Several weeks ago, I put together a demo of nearest centroid classification for data that has strictly numeric predictor variables, using the C# language. ( https://jamesmccaffreyblog.com/2024/04/08/nearest-centroid-classification-from-scratch-using-csharp/ )
One morning before work, I decided to tidy up that example. I made many changes. The three most notable are the change from divide-by-constant normalization to min-max normalization, the addition of a PredictProbs() method, and the addition of a confusion matrix for model evaluation.
Briefly, in nearest centroid classification, the vector centroids (also called means or averages) in the training data are computed for each of the classes to predict. To classify a data item, the distance between the item and each centroid is computed. The predicted class is the class associated with the nearest centroid.

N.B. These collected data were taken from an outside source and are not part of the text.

//! # Core Types
//!
//! Hardware identification and the small value types shared by every crate.

use core::fmt;

use crate::error::{Error, Result};

// =============================================================================
// HARDWARE VERSION
// =============================================================================

/// Hardware generation, as reported by the platform
#[derive(Debug, Clone, Copy, PartialEq, Eq, Hash, PartialOrd, Ord)]
#[repr(u32)]
pub enum HwVersion {
    /// First generation
    V1_0 = 1,
    /// First generation, revision 1
    V1_1 = 2,
    /// Second generation
    V2_0 = 3,
}

impl HwVersion {
    /// Decode the platform's raw version tag
    ///
    /// `0` means "not provided" and is rejected like any unknown tag.
    pub fn from_raw(raw: u32) -> Result<Self> {
        match raw {
            1 => Ok(Self::V1_0),
            2 => Ok(Self::V1_1),
            3 => Ok(Self::V2_0),
            _ => Err(Error::UnsupportedHardware),
        }
    }

    /// Raw version tag
    pub const fn raw(self) -> u32 {
        self as u32
    }

    /// First-generation parts share one clock tree
    pub const fn is_v1(self) -> bool {
        matches!(self, Self::V1_0 | Self::V1_1)
    }
}

impl fmt::Display for HwVersion {
    fn fmt(&self, f: &mut fmt::Formatter<'_>) -> fmt::Result {
        match self {
            Self::V1_0 => write!(f, "v1.0"),
            Self::V1_1 => write!(f, "v1.1"),
            Self::V2_0 => write!(f, "v2.0"),
        }
    }
}

// =============================================================================
// HARDWARE MODE
// =============================================================================

/// How the hardware is reached
#[derive(Debug, Clone, Copy, PartialEq, Eq, Hash, Default)]
#[repr(u32)]
pub enum HwMode {
    /// Real silicon; clocks and bus votes are managed by the driver
    #[default]
    Normal  = 0,
    /// Emulated hardware; no clock management
    Virtual = 1,
    /// Behind a PCIe link; clocks belong to the link owner
    Pcie    = 2,
}

impl HwMode {
    /// Decode the platform's raw mode tag
    pub fn from_raw(raw: u32) -> Result<Self> {
        match raw {
            0 => Ok(Self::Normal),
            1 => Ok(Self::Virtual),
            2 => Ok(Self::Pcie),
            _ => Err(Error::InvalidArgument),
        }
    }

    /// Whether the driver owns clock and bus management
    pub const fn manages_clocks(self) -> bool {
        matches!(self, Self::Normal)
    }
}

// =============================================================================
// ADDRESS FAMILY
// =============================================================================

/// IP address family of a rule or table
#[derive(Debug, Clone, Copy, PartialEq, Eq, Hash)]
#[repr(u32)]
pub enum IpFamily {
    /// IPv4
    V4 = 0,
    /// IPv6
    V6 = 1,
}

impl IpFamily {
    /// Both families, in installation order
    pub const ALL: [IpFamily; 2] = [IpFamily::V4, IpFamily::V6];
}

// =============================================================================
// ENDPOINT CLIENTS
// =============================================================================

/// Internal data-path endpoints owned by the driver
#[derive(Debug, Clone, Copy, PartialEq, Eq, Hash)]
pub enum Client {
    /// Command producer (host to accelerator)
    AppsCmdProd,
    /// LAN consumer (accelerator to host)
    AppsLanCons,
    /// LAN/WAN data producer (host to accelerator)
    AppsLanWanProd,
}

impl Client {
    /// Pipe index the client is wired to
    pub const fn pipe(self) -> usize {
        match self {
            Self::AppsLanWanProd => 2,
            Self::AppsLanCons => 3,
            Self::AppsCmdProd => 4,
        }
    }
}

// =============================================================================
// HANDLES
// =============================================================================

/// Opaque handle returned by the rule and header services
#[derive(Debug, Clone, Copy, PartialEq, Eq, Hash, PartialOrd, Ord)]
pub struct RuleHandle(pub u32);

impl fmt::Display for RuleHandle {
    fn fmt(&self, f: &mut fmt::Formatter<'_>) -> fmt::Result {
        write!(f, "{:#x}", self.0)
    }
}
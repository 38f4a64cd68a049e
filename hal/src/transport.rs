//! # BAM Transport
//!
//! The queueing transport that moves descriptors between the host and
//! the accelerator. The driver registers the transport device once,
//! connects its internal system pipes, and pushes immediate commands
//! through the command pipe.

use ipa_core::{Client, IpFamily, Result};

handle_type!(
    /// Registered transport device
    BamHandle
);

handle_type!(
    /// Connected system pipe
    PipeHandle
);

/// Transport device registration parameters
#[derive(Debug, Clone, Copy, PartialEq, Eq)]
pub struct BamProperties {
    /// Physical base of the transport registers
    pub phys_addr: u64,
    /// Size of the transport register window
    pub virt_size: u64,
    /// Transport interrupt line
    pub irq: u32,
    /// Number of pipes
    pub num_pipes: u32,
    /// Byte count that triggers a summing interrupt
    pub summing_threshold: u32,
    /// Descriptor count that triggers an event
    pub event_threshold: u32,
    /// Execution environment
    pub ee: u32,
}

/// System pipe connection parameters
#[derive(Debug, Clone, Copy, PartialEq, Eq)]
pub struct PipeConfig {
    /// Client the pipe serves
    pub client: Client,
    /// Descriptor FIFO size in bytes
    pub desc_fifo_size: u32,
    /// Length of the header the pipe strips or adds, 0 for none
    pub header_len: u32,
}

/// Immediate commands issued over the command pipe during bring-up
#[derive(Debug, Clone, Copy, PartialEq, Eq)]
pub enum ImmediateCommand {
    /// Zero the on-chip memory not reserved by the hardware
    InitSram {
        /// Bytes reserved at the start of on-chip memory
        restricted: u32,
        /// Bytes to initialise
        size: u32,
    },
    /// Point the hardware at the header table
    InitHeaderTable,
    /// Point the hardware at the routing table for a family
    InitRoutingTable(IpFamily),
    /// Point the hardware at the filter table for a family
    InitFilterTable(IpFamily),
}

/// Queueing transport
pub trait Transport: Send + Sync {
    /// Register the transport device
    fn register_device(&self, props: &BamProperties) -> Result<BamHandle>;

    /// Deregister the transport device
    fn deregister_device(&self, handle: BamHandle);

    /// Connect a system pipe
    fn connect(&self, config: &PipeConfig) -> Result<PipeHandle>;

    /// Tear down a connected system pipe
    fn disconnect(&self, pipe: PipeHandle);

    /// Send an immediate command and wait for its completion
    fn send_immediate(&self, command: ImmediateCommand) -> Result<()>;
}
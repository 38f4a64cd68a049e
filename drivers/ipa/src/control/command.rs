//! # Command Words
//!
//! Control requests are identified by a 32-bit command word in the usual
//! ioctl encoding:
//!
//! ```text
//!  31  30 29                       16 15          8 7           0
//! ┌──────┬───────────────────────────┬─────────────┬─────────────┐
//! │ dir  │           size            │    magic    │   number    │
//! └──────┴───────────────────────────┴─────────────┴─────────────┘
//! ```
//!
//! Buffer-style commands carry the caller's pointer width in `size`,
//! which is the only thing distinguishing a narrow-pointer caller's
//! command from the native one.

use bitflags::bitflags;
use core::fmt;

/// Magic byte of every IPA command
pub const IOC_MAGIC: u8 = 0xCF;

/// Pointer width of a native caller
pub const NATIVE_PTR_SIZE: u16 = core::mem::size_of::<usize>() as u16;

/// Pointer width of a 32-bit caller
pub const COMPAT_PTR_SIZE: u16 = 4;

const NR_SHIFT: u32 = 0;
const MAGIC_SHIFT: u32 = 8;
const SIZE_SHIFT: u32 = 16;
const DIR_SHIFT: u32 = 30;
const SIZE_MASK: u32 = (1 << 14) - 1;

bitflags! {
    /// Transfer direction, from the caller's point of view
    #[derive(Debug, Clone, Copy, PartialEq, Eq, Hash)]
    pub struct Direction: u32 {
        /// Caller writes, driver reads
        const WRITE = 1;
        /// Driver writes, caller reads
        const READ  = 2;
    }
}

/// A decoded command word
#[derive(Clone, Copy, PartialEq, Eq, Hash)]
pub struct Command(u32);

impl Command {
    /// Command with no argument buffer
    pub const fn none(nr: u8) -> Self {
        Self::encode(Direction::empty(), nr, 0)
    }

    /// Read/write command with an argument of `size` bytes
    pub const fn read_write(nr: u8, size: u16) -> Self {
        Self::encode(Direction::READ.union(Direction::WRITE), nr, size)
    }

    const fn encode(dir: Direction, nr: u8, size: u16) -> Self {
        Self(
            (dir.bits() << DIR_SHIFT)
                | (((size as u32) & SIZE_MASK) << SIZE_SHIFT)
                | ((IOC_MAGIC as u32) << MAGIC_SHIFT)
                | ((nr as u32) << NR_SHIFT),
        )
    }

    /// Wrap a raw command word
    pub const fn from_raw(raw: u32) -> Self {
        Self(raw)
    }

    /// Raw command word
    pub const fn raw(self) -> u32 {
        self.0
    }

    /// Command number
    pub const fn nr(self) -> u8 {
        (self.0 >> NR_SHIFT) as u8
    }

    /// Magic byte
    pub const fn magic(self) -> u8 {
        (self.0 >> MAGIC_SHIFT) as u8
    }

    /// Argument size field
    pub const fn size(self) -> u16 {
        ((self.0 >> SIZE_SHIFT) & SIZE_MASK) as u16
    }

    /// Transfer direction
    pub const fn direction(self) -> Direction {
        Direction::from_bits_truncate(self.0 >> DIR_SHIFT)
    }

    /// Same command with a different argument size
    pub const fn with_size(self, size: u16) -> Self {
        Self::encode(self.direction(), self.nr(), size)
    }
}

impl fmt::Debug for Command {
    fn fmt(&self, f: &mut fmt::Formatter<'_>) -> fmt::Result {
        write!(
            f,
            "Command({:#010x}: nr={} magic={:#x} size={} dir={:?})",
            self.0,
            self.nr(),
            self.magic(),
            self.size(),
            self.direction()
        )
    }
}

For the demo data, I used a small subset of the Penguin Dataset. The 30-item raw training data looks like:
2, 50.0, 16.3, 230.0, 5700.0 0, 39.1, 18.7, 181.0, 3750.0 1, 38.8, 17.2, 180.0, 3800.0 2, 39.3, 20.6, 190.0, 3650.0 . . .
The goal is to predict a species of penguin (0 = Adelie, 1 = Chinstrap, 2 = Gentoo) from bill length, bill width, flipper length, and body mass. After programmatic min-max normalization, the normalized data looks like:
2 0.851 0.257 1.000 0.941 0 0.249 0.600 0.020 0.176 1 0.232 0.386 0.000 0.196 2 0.260 0.871 0.200 0.137 . . .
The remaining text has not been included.